水位线(Watermark)和窗口(Window)
Watermark
在事件时间语义下,我们不依赖系统时间,而是基于数据自带的时间戳去定义了一个时钟,用来表示当前时间的进展。于是每个并行子任务都会有一个自己的逻辑时钟,它的前进是靠数据的时间戳来驱动的。
Window
Flink 是一种流式计算引擎,主要是来处理无界数据流的,数据源源不断、无穷无尽。想要更加方便高效地处理无界流,一种方式就是将无限数据切割成有限的“数据块”进行处理,这就是所谓的“窗口”(Window)。在 Flink 中, 窗口就是用来处理无界流的核心
import java.time.Duration
import org.apache.flink.api.common.eventtime.{SerializableTimestampAssigner, WatermarkStrategy}
import org.apache.flink.streaming.api.scala._
import org.apache.flink.streaming.api.windowing.assigners.TumblingEventTimeWindows
import org.apache.flink.streaming.api.windowing.time.Time
case class User(name: String, money: Double, time: Long)
object StreamWindow {
def main(args: Array[String]): Unit = {
val env: StreamExecutionEnvironment = StreamExecutionEnvironment.getExecutionEnvironment
env.setParallelism(1)
val strategy: WatermarkStrategy[User] = WatermarkStrategy.forBoundedOutOfOrderness[User](Duration.ofSeconds(5))

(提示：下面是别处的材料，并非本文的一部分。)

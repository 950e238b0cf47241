/*!
The flow match codec and normalizer.

`OfpMatch` is a fixed 40-byte record on the wire. Encoding and decoding
are pure byte-order conversion; field-range checking lives in
`validate` and is invoked by the message validators, while `normalize`
canonicalizes contradictory wildcard/field combinations so that two
matches selecting the same packets compare equal.
*/

use byteorder::{ByteOrder, NetworkEndian, WriteBytesExt};

use error::{Error, Result};
use messages::*;
use packet::{PacketInfo, TransportInfo};
use packet::{ETH_TYPE_ARP, ETH_TYPE_IPV4, IP_PROTO_ICMP, IP_PROTO_TCP, IP_PROTO_UDP};

use std::io;
use std::io::Write;

/// Switch input port.
pub const OFPFW_IN_PORT: u32 = 1 << 0;
/// VLAN id.
pub const OFPFW_DL_VLAN: u32 = 1 << 1;
/// Ethernet source address.
pub const OFPFW_DL_SRC: u32 = 1 << 2;
/// Ethernet destination address.
pub const OFPFW_DL_DST: u32 = 1 << 3;
/// Ethernet frame type.
pub const OFPFW_DL_TYPE: u32 = 1 << 4;
/// IP protocol.
pub const OFPFW_NW_PROTO: u32 = 1 << 5;
/// TCP/UDP source port.
pub const OFPFW_TP_SRC: u32 = 1 << 6;
/// TCP/UDP destination port.
pub const OFPFW_TP_DST: u32 = 1 << 7;

/* IP source address wildcard bit count. Setting this to 0 indicates that
 * the entire field must match. Setting it to X indicates that an IP
 * address will match if the first 32-X bits match. A value of 32 or more
 * wildcards the entire field. */
pub const OFPFW_NW_SRC_SHIFT: u32 = 8;
pub const OFPFW_NW_SRC_MASK: u32 = 0x3f << OFPFW_NW_SRC_SHIFT;
/// The canonical "IP source fully wildcarded" encoding.
pub const OFPFW_NW_SRC_ALL: u32 = 32 << OFPFW_NW_SRC_SHIFT;

/* IP destination address wildcard bit count, same encoding. */
pub const OFPFW_NW_DST_SHIFT: u32 = 14;
pub const OFPFW_NW_DST_MASK: u32 = 0x3f << OFPFW_NW_DST_SHIFT;
pub const OFPFW_NW_DST_ALL: u32 = 32 << OFPFW_NW_DST_SHIFT;

/// VLAN priority.
pub const OFPFW_DL_VLAN_PCP: u32 = 1 << 20;
/// IP ToS (DSCP field, 6 bits).
pub const OFPFW_NW_TOS: u32 = 1 << 21;

/// Wildcard all fields.
pub const OFPFW_ALL: u32 = (1 << 22) - 1;

/// The highest VLAN id a tagged frame can carry.
const VLAN_VID_MAX: u16 = 4095;

/// The count of ignored low-order IP source address bits.
pub fn nw_src_wild_bits(wildcards: u32) -> u32 {
    (wildcards & OFPFW_NW_SRC_MASK) >> OFPFW_NW_SRC_SHIFT
}

/// The count of ignored low-order IP destination address bits.
pub fn nw_dst_wild_bits(wildcards: u32) -> u32 {
    (wildcards & OFPFW_NW_DST_MASK) >> OFPFW_NW_DST_SHIFT
}

/// Whether a wildcards value ignores every field. The two IP prefix
/// counts make this more than a comparison against `OFPFW_ALL`: any
/// count of 32 or more wildcards the whole address.
pub fn wildcards_all(wildcards: u32) -> bool {
    let boolean = OFPFW_ALL & !(OFPFW_NW_SRC_MASK | OFPFW_NW_DST_MASK);
    (wildcards & boolean) == boolean
        && nw_src_wild_bits(wildcards) >= 32
        && nw_dst_wild_bits(wildcards) >= 32
}

/// The address bits a prefix-wildcard count leaves significant.
fn prefix_mask(wild_bits: u32) -> u32 {
    if wild_bits >= 32 {
        0
    } else {
        !0u32 << wild_bits
    }
}

fn wild_transport(m: &mut OfpMatch) {
    m.wildcards |= OFPFW_TP_SRC | OFPFW_TP_DST;
    m.tp_src = 0;
    m.tp_dst = 0;
}

fn wild_nw_addrs(m: &mut OfpMatch) {
    m.wildcards = (m.wildcards & !OFPFW_NW_SRC_MASK) | OFPFW_NW_SRC_ALL;
    m.wildcards = (m.wildcards & !OFPFW_NW_DST_MASK) | OFPFW_NW_DST_ALL;
    m.nw_src = 0;
    m.nw_dst = 0;
}

impl OfpMatch {
    /// Constructs a match that wildcards every field.
    pub fn new() -> OfpMatch {
        OfpMatch {
            wildcards: OFPFW_ALL,
            in_port: 0,
            dl_src: [0; 6],
            dl_dst: [0; 6],
            dl_vlan: 0,
            dl_vlan_pcp: 0,
            dl_type: 0,
            nw_tos: 0,
            nw_proto: 0,
            nw_src: 0,
            nw_dst: 0,
            tp_src: 0,
            tp_dst: 0,
        }
    }

    /// Serializes the fixed 40-byte record with network byte order.
    pub fn serialize<S: Write>(&self, stream: &mut S) -> io::Result<()> {
        stream.write_u32::<NetworkEndian>(self.wildcards)?;
        stream.write_u16::<NetworkEndian>(self.in_port)?;
        stream.write_all(&self.dl_src)?;
        stream.write_all(&self.dl_dst)?;
        stream.write_u16::<NetworkEndian>(self.dl_vlan)?;
        stream.write_all(&[self.dl_vlan_pcp, 0])?;
        stream.write_u16::<NetworkEndian>(self.dl_type)?;
        stream.write_all(&[self.nw_tos, self.nw_proto, 0, 0])?;
        stream.write_u32::<NetworkEndian>(self.nw_src)?;
        stream.write_u32::<NetworkEndian>(self.nw_dst)?;
        stream.write_u16::<NetworkEndian>(self.tp_src)?;
        stream.write_u16::<NetworkEndian>(self.tp_dst)
    }

    /// Deserializes a 40-byte record. Pure byte-order conversion, no
    /// validation; `bytes` must hold at least `OFP_MATCH_LENGTH` bytes.
    pub fn deserialize(bytes: &[u8]) -> OfpMatch {
        let mut dl_src = [0; 6];
        dl_src.copy_from_slice(&bytes[6..12]);
        let mut dl_dst = [0; 6];
        dl_dst.copy_from_slice(&bytes[12..18]);
        OfpMatch {
            wildcards: NetworkEndian::read_u32(&bytes[0..4]),
            in_port: NetworkEndian::read_u16(&bytes[4..6]),
            dl_src,
            dl_dst,
            dl_vlan: NetworkEndian::read_u16(&bytes[18..20]),
            dl_vlan_pcp: bytes[20],
            dl_type: NetworkEndian::read_u16(&bytes[22..24]),
            nw_tos: bytes[24],
            nw_proto: bytes[25],
            nw_src: NetworkEndian::read_u32(&bytes[28..32]),
            nw_dst: NetworkEndian::read_u32(&bytes[32..36]),
            tp_src: NetworkEndian::read_u16(&bytes[36..38]),
            tp_dst: NetworkEndian::read_u16(&bytes[38..40]),
        }
    }

    /// Checks the field-range rules the message validators rely on.
    pub fn validate(&self) -> Result<()> {
        if self.wildcards & !OFPFW_ALL != 0 {
            return Err(Error::InvalidWildcards(self.wildcards));
        }
        if self.wildcards & OFPFW_IN_PORT == 0 && !port_no_valid(self.in_port) {
            return Err(Error::InvalidPortNo(self.in_port));
        }
        if self.wildcards & OFPFW_DL_VLAN == 0
            && self.dl_vlan > VLAN_VID_MAX
            && self.dl_vlan != OFP_VLAN_NONE
        {
            return Err(Error::InvalidVlanVid(self.dl_vlan));
        }
        if self.wildcards & OFPFW_DL_VLAN_PCP == 0 && self.dl_vlan_pcp > 7 {
            return Err(Error::InvalidVlanPcp(self.dl_vlan_pcp));
        }
        if self.wildcards & OFPFW_NW_TOS == 0 && self.nw_tos & 0x03 != 0 {
            return Err(Error::InvalidNwTos(self.nw_tos));
        }
        Ok(())
    }

    /// Canonicalizes the match: every field whose containing protocol
    /// layer does not apply is both wildcarded and zeroed, prefix
    /// wildcards above 32 collapse to 32, and partially wildcarded
    /// addresses are masked to their significant bits.
    ///
    /// Normalizing twice is equivalent to normalizing once.
    pub fn normalize(&self) -> OfpMatch {
        let mut m = self.clone();
        m.wildcards &= OFPFW_ALL;

        // A wildcarded field carries no information; force it to zero.
        if m.wildcards & OFPFW_IN_PORT != 0 {
            m.in_port = 0;
        }
        if m.wildcards & OFPFW_DL_SRC != 0 {
            m.dl_src = [0; 6];
        }
        if m.wildcards & OFPFW_DL_DST != 0 {
            m.dl_dst = [0; 6];
        }
        if m.wildcards & OFPFW_DL_VLAN != 0 {
            m.dl_vlan = 0;
        }
        if m.wildcards & OFPFW_DL_VLAN_PCP != 0 {
            m.dl_vlan_pcp = 0;
        }
        if m.wildcards & OFPFW_DL_TYPE != 0 {
            m.dl_type = 0;
        }
        if m.wildcards & OFPFW_NW_TOS != 0 {
            m.nw_tos = 0;
        }
        if m.wildcards & OFPFW_NW_PROTO != 0 {
            m.nw_proto = 0;
        }
        if m.wildcards & OFPFW_TP_SRC != 0 {
            m.tp_src = 0;
        }
        if m.wildcards & OFPFW_TP_DST != 0 {
            m.tp_dst = 0;
        }

        // An untagged frame has no VLAN priority to match on.
        if m.wildcards & OFPFW_DL_VLAN == 0 && m.dl_vlan == OFP_VLAN_NONE {
            m.wildcards |= OFPFW_DL_VLAN_PCP;
            m.dl_vlan_pcp = 0;
        }

        if m.wildcards & OFPFW_DL_TYPE != 0 {
            // Unknown Ethernet type: nothing above L2 is meaningful.
            m.wildcards |= OFPFW_NW_TOS | OFPFW_NW_PROTO;
            m.nw_tos = 0;
            m.nw_proto = 0;
            wild_nw_addrs(&mut m);
            wild_transport(&mut m);
        } else {
            match m.dl_type {
                ETH_TYPE_IPV4 => {
                    let transport = m.wildcards & OFPFW_NW_PROTO == 0
                        && (m.nw_proto == IP_PROTO_ICMP
                            || m.nw_proto == IP_PROTO_TCP
                            || m.nw_proto == IP_PROTO_UDP);
                    if !transport {
                        wild_transport(&mut m);
                    }
                }
                ETH_TYPE_ARP => {
                    // The ARP opcode travels in nw_proto; ToS and ports
                    // have no ARP counterpart.
                    m.wildcards |= OFPFW_NW_TOS;
                    m.nw_tos = 0;
                    wild_transport(&mut m);
                }
                _ => {
                    m.wildcards |= OFPFW_NW_TOS | OFPFW_NW_PROTO;
                    m.nw_tos = 0;
                    m.nw_proto = 0;
                    wild_nw_addrs(&mut m);
                    wild_transport(&mut m);
                }
            }
        }

        let src_bits = nw_src_wild_bits(m.wildcards);
        if src_bits >= 32 {
            m.wildcards = (m.wildcards & !OFPFW_NW_SRC_MASK) | OFPFW_NW_SRC_ALL;
            m.nw_src = 0;
        } else {
            m.nw_src &= prefix_mask(src_bits);
        }
        let dst_bits = nw_dst_wild_bits(m.wildcards);
        if dst_bits >= 32 {
            m.wildcards = (m.wildcards & !OFPFW_NW_DST_MASK) | OFPFW_NW_DST_ALL;
            m.nw_dst = 0;
        } else {
            m.nw_dst &= prefix_mask(dst_bits);
        }

        // ICMP type and code are 8 bit wide but travel in the 16-bit
        // transport port fields.
        if m.wildcards & OFPFW_DL_TYPE == 0
            && m.dl_type == ETH_TYPE_IPV4
            && m.wildcards & OFPFW_NW_PROTO == 0
            && m.nw_proto == IP_PROTO_ICMP
        {
            if m.wildcards & OFPFW_TP_SRC == 0 {
                m.tp_src &= 0xff;
            }
            if m.wildcards & OFPFW_TP_DST == 0 {
                m.tp_dst &= 0xff;
            }
        }
        m
    }

    /// Derives a match from a classified data-plane packet. Each field
    /// not covered by `wildcards` is copied from the packet metadata;
    /// covered fields stay at their zero value.
    ///
    /// Transport fields are populated only when the network protocol
    /// carries them, the ARP opcode is masked to its low 8 bits, and an
    /// untagged frame yields the `OFP_VLAN_NONE` sentinel.
    pub fn from_packet(wildcards: u32, in_port: u16, info: &PacketInfo) -> OfpMatch {
        let w = wildcards & OFPFW_ALL;
        let mut m = OfpMatch::new();
        m.wildcards = w;

        if w & OFPFW_IN_PORT == 0 {
            m.in_port = in_port;
        }
        if w & OFPFW_DL_SRC == 0 {
            m.dl_src = info.eth_src;
        }
        if w & OFPFW_DL_DST == 0 {
            m.dl_dst = info.eth_dst;
        }
        if w & OFPFW_DL_VLAN == 0 {
            m.dl_vlan = match info.vlan {
                Some(ref tag) => tag.vid,
                None => OFP_VLAN_NONE,
            };
        }
        if w & OFPFW_DL_VLAN_PCP == 0 {
            if let Some(ref tag) = info.vlan {
                m.dl_vlan_pcp = tag.pcp;
            }
        }
        if w & OFPFW_DL_TYPE == 0 {
            m.dl_type = info.eth_type;
        }

        if let Some(ref ipv4) = info.ipv4 {
            if w & OFPFW_NW_TOS == 0 {
                m.nw_tos = ipv4.tos;
            }
            if w & OFPFW_NW_PROTO == 0 {
                m.nw_proto = ipv4.proto;
            }
            m.nw_src = ipv4.src & prefix_mask(nw_src_wild_bits(w));
            m.nw_dst = ipv4.dst & prefix_mask(nw_dst_wild_bits(w));

            match info.transport {
                Some(TransportInfo::Tcp { src_port, dst_port })
                    if ipv4.proto == IP_PROTO_TCP =>
                {
                    if w & OFPFW_TP_SRC == 0 {
                        m.tp_src = src_port;
                    }
                    if w & OFPFW_TP_DST == 0 {
                        m.tp_dst = dst_port;
                    }
                }
                Some(TransportInfo::Udp { src_port, dst_port })
                    if ipv4.proto == IP_PROTO_UDP =>
                {
                    if w & OFPFW_TP_SRC == 0 {
                        m.tp_src = src_port;
                    }
                    if w & OFPFW_TP_DST == 0 {
                        m.tp_dst = dst_port;
                    }
                }
                Some(TransportInfo::Icmp { typ, code }) if ipv4.proto == IP_PROTO_ICMP => {
                    if w & OFPFW_TP_SRC == 0 {
                        m.tp_src = u16::from(typ);
                    }
                    if w & OFPFW_TP_DST == 0 {
                        m.tp_dst = u16::from(code);
                    }
                }
                _ => {}
            }
        } else if let Some(ref arp) = info.arp {
            if w & OFPFW_NW_PROTO == 0 {
                m.nw_proto = (arp.opcode & 0xff) as u8;
            }
            m.nw_src = arp.spa & prefix_mask(nw_src_wild_bits(w));
            m.nw_dst = arp.tpa & prefix_mask(nw_dst_wild_bits(w));
        }
        m
    }
}

impl Default for OfpMatch {
    fn default() -> OfpMatch {
        OfpMatch::new()
    }
}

.withTimestampAssigner(new SerializableTimestampAssigner[User] {
override def extractTimestamp(element: User, recordTimestamp: Long): Long = element.time
})
val dataStream: DataStream[User] = env.socketTextStream("localhost", 7777)
.map((data: String) => {
val arr: Array[String] = data.split(",")
User(arr(0), arr(1).toDouble, arr(2).toLong)
})
.assignTimestampsAndWatermarks(strategy)
val resultStream: DataStream[(String, Double)] = dataStream.map((data: User) => (data.name, data.money))

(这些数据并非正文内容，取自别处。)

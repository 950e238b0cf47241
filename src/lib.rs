/*!
An OpenFlow 1.0 wire message codec and validator.

The crate turns typed, in-memory representations of OpenFlow 1.0
control-plane messages into network-byte-order wire buffers and inspects
inbound wire buffers for structural and semantic correctness before any
higher layer trusts their contents.

It deliberately owns nothing else: the transport layer that frames raw
bytes on a TCP connection, the event dispatch that routes decoded
messages to callbacks, and the classification of raw Ethernet frames all
live in the calling application. They interact with this crate through
byte slices, the `messages::OfpMessage` union, and the opaque
`packet::PacketInfo` record.
*/

#[macro_use]
extern crate log;
extern crate byteorder;

pub mod error;
pub mod messages;
pub mod packet;
pub mod xid;
/*!
All deserialization and validation routines for the OpenFlow message
primitives

The header uses a special deserialization because its size is known.
Use the trait `Deserialize` for any other deserialization implementation.

Every validator is a pure function of one buffer, composed as a short
pipeline with early exit: `check_header`, then the fixed body fields,
then the variable tail. The first failure wins and names its specific
kind. `validate_message` reads the type byte and routes to the matching
validator.
*/

use byteorder::{ByteOrder, NetworkEndian};

use error::{Error, Result};
use messages::actions::deserialize_actions;
use messages::matching::{wildcards_all, OFPFW_ALL};
use messages::*;

impl OfpHeader {
    /// Deserializes an OpenFlow header
    pub fn deserialize(bytes: &[u8; OFP_HEADER_LENGTH]) -> OfpHeader {
        OfpHeader {
            version: bytes[0],
            typ: bytes[1],
            length: NetworkEndian::read_u16(&bytes[2..4]),
            xid: NetworkEndian::read_u32(&bytes[4..]),
        }
    }
}

/// Verifies the header of a whole inbound buffer: protocol version,
/// the expected type, a declared length within `[min_length,
/// max_length]`, and that the declared length equals the physical
/// buffer length exactly. Too short and too long are distinct failures.
pub fn check_header(
    bytes: &[u8],
    expected: OfpType,
    min_length: usize,
    max_length: usize,
) -> Result<OfpHeader> {
    if bytes.len() < OFP_HEADER_LENGTH {
        return Err(Error::TooShortMessage {
            declared: OFP_HEADER_LENGTH,
            actual: bytes.len(),
        });
    }
    let mut header_bytes = [0; OFP_HEADER_LENGTH];
    header_bytes.copy_from_slice(&bytes[..OFP_HEADER_LENGTH]);
    let header = OfpHeader::deserialize(&header_bytes);
    if header.version != OFP_VERSION {
        return Err(Error::UnsupportedVersion(header.version));
    }
    if header.typ > OFPT_MAX {
        return Err(Error::UndefinedType(header.typ));
    }
    if header.typ != expected as u8 {
        return Err(Error::TypeMismatch {
            expected: expected as u8,
            actual: header.typ,
        });
    }
    let declared = header.length as usize;
    if declared < min_length || declared > max_length {
        return Err(Error::InvalidLength {
            length: header.length,
            min: min_length as u16,
            max: max_length as u16,
        });
    }
    if declared > bytes.len() {
        return Err(Error::TooShortMessage {
            declared,
            actual: bytes.len(),
        });
    }
    if declared < bytes.len() {
        return Err(Error::TooLongMessage {
            declared,
            actual: bytes.len(),
        });
    }
    Ok(header)
}

/// To be implemented by all OpenFlow messages that are received.
pub trait Deserialize {
    /// The type to deserialize
    type R;

    /// The message type this validator accepts
    fn typ() -> OfpType;

    /// Validates and deserializes a whole message buffer including
    /// its header.
    fn deserialize(bytes: &[u8]) -> Result<Self::R> {
        check_header(bytes, Self::typ(), Self::min_length(), Self::max_length())?;
        Self::deserialize_body(&bytes[OFP_HEADER_LENGTH..])
    }

    /// Deserializes the message body (network byte order).
    /// Implementers can rely on the buffer's size being within the
    /// bounds their `min_length`/`max_length` declare.
    fn deserialize_body(body: &[u8]) -> Result<Self::R>;

    /// The minimum length of the whole message in bytes
    fn min_length() -> usize {
        OFP_HEADER_LENGTH
    }

    /// The maximum length of the whole message in bytes
    fn max_length() -> usize {
        0xffff
    }
}

/// Reads a NUL-padded fixed-width string field.
fn read_fixed_str(bytes: &[u8]) -> String {
    let end = bytes.iter().position(|&b| b == 0).unwrap_or(bytes.len());
    String::from_utf8_lossy(&bytes[..end]).into_owned()
}

fn read_mac(bytes: &[u8]) -> [u8; 6] {
    let mut addr = [0; 6];
    addr.copy_from_slice(&bytes[..6]);
    addr
}

/// A flow carrying a concrete (not fully wildcarded) match has to use
/// the highest priority in removed and mod messages.
fn check_flow_priority(wildcards: u32, priority: u16) -> Result<()> {
    if !wildcards_all(wildcards) && priority != u16::max_value() {
        return Err(Error::InvalidFlowPriority(priority));
    }
    Ok(())
}

/// The flow stats form of the priority rule, written as a strict
/// comparison; for a u16 both forms agree.
fn check_stats_priority(wildcards: u32, priority: u16) -> Result<()> {
    if !wildcards_all(wildcards) && priority < u16::max_value() {
        return Err(Error::InvalidFlowPriority(priority));
    }
    Ok(())
}

impl Deserialize for OfpHello {
    type R = OfpHello;

    fn typ() -> OfpType {
        OfpType::Hello
    }

    // Trailing bytes are a future-version body and are ignored.
    fn deserialize_body(_body: &[u8]) -> Result<Self::R> {
        Ok(OfpHello)
    }
}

.keyBy((_: (String, Double))._1)
.window(TumblingEventTimeWindows.of(Time.seconds(10)))
.reduce((x: (String, Double), y: (String, Double)) => (x._1, y._2 + x._2))
resultStream.print()
env.execute("stream window")
}
}
基本处理函数(ProcessFunction)
处理函数主要是定义数据流的转换操作,所以也可以把它归到转换算子中。我们知道在Flink 中几乎所有转换算子都提供了对应的函数类接口,处理函数也不例外;它所对应的函数类,就叫作 ProcessFunction。ProcessWindowFunction 既是处理函数又是全窗口函数。从名字上也可以推测出,它的本质似乎更倾向于“窗口函数”一些。事实上它的用法也确实跟其他处理函数有很大不同。

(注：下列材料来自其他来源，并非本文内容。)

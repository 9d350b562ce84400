//! Per-key write serialization.
//!
//! Writes for the same key queue on one async mutex; tokio mutexes grant
//! the lock in request order, so a later-issued write is always applied
//! after an earlier one. Distinct keys never contend.

use std::collections::HashMap;
use std::sync::{Arc, Mutex};
use tokio::sync::{Mutex as AsyncMutex, OwnedMutexGuard};

#[derive(Default)]
pub(crate) struct KeyedLocks {
    locks: Mutex<HashMap<String, Arc<AsyncMutex<()>>>>,
}

impl KeyedLocks {
    /// Waits until the caller holds the write slot for `key`.
    pub(crate) async fn acquire(&self, key: String) -> OwnedMutexGuard<()> {
        let slot = {
            let mut locks = self.locks.lock().unwrap_or_else(|poisoned| poisoned.into_inner());
            // Drop slots nobody holds or waits on.
            locks.retain(|_, slot| Arc::strong_count(slot) > 1);
            Arc::clone(locks.entry(key).or_default())
        };
        slot.lock_owned().await
    }
}

#[cfg(test)]
mod tests {
    use super::KeyedLocks;
    use std::sync::Arc;
    use std::time::Duration;

    #[tokio::test]
    async fn same_key_waits_distinct_keys_do_not() {
        let locks = Arc::new(KeyedLocks::default());
        let held = locks.acquire("2024-01-01".to_string()).await;

        let other = tokio::time::timeout(
            Duration::from_millis(50),
            locks.acquire("2024-01-02".to_string()),
        )
        .await;
        assert!(other.is_ok());

        let same = tokio::time::timeout(
            Duration::from_millis(50),
            locks.acquire("2024-01-01".to_string()),
        )
        .await;
        assert!(same.is_err());

        drop(held);
        let reacquired = tokio::time::timeout(
            Duration::from_millis(50),
            locks.acquire("2024-01-01".to_string()),
        )
        .await;
        assert!(reacquired.is_ok());
    }
}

package com.atguigu.chapter02
import java.time.Duration
import java.util.Calendar
import com.atguigu.chapter05.Event
import org.apache.flink.api.common.eventtime.{SerializableTimestampAssigner, WatermarkStrategy}
import org.apache.flink.api.java.utils.ParameterTool
import org.apache.flink.streaming.api.scala._
import org.apache.flink.streaming.api.scala.function.ProcessWindowFunction
import org.apache.flink.streaming.api.windowing.assigners.TumblingEventTimeWindows
import org.apache.flink.streaming.api.windowing.time.Time
import org.apache.flink.streaming.api.windowing.windows.TimeWindow
import org.apache.flink.util.Collector
case class Event(user: String, url: String, timestamp: Long)
object StreamWordCount {
def main(args: Array[String]): Unit = {
val env: StreamExecutionEnvironment = StreamExecutionEnvironment.getExecutionEnvironment
env.setParallelism(1)
val parameterTool: ParameterTool = ParameterTool.fromArgs(args)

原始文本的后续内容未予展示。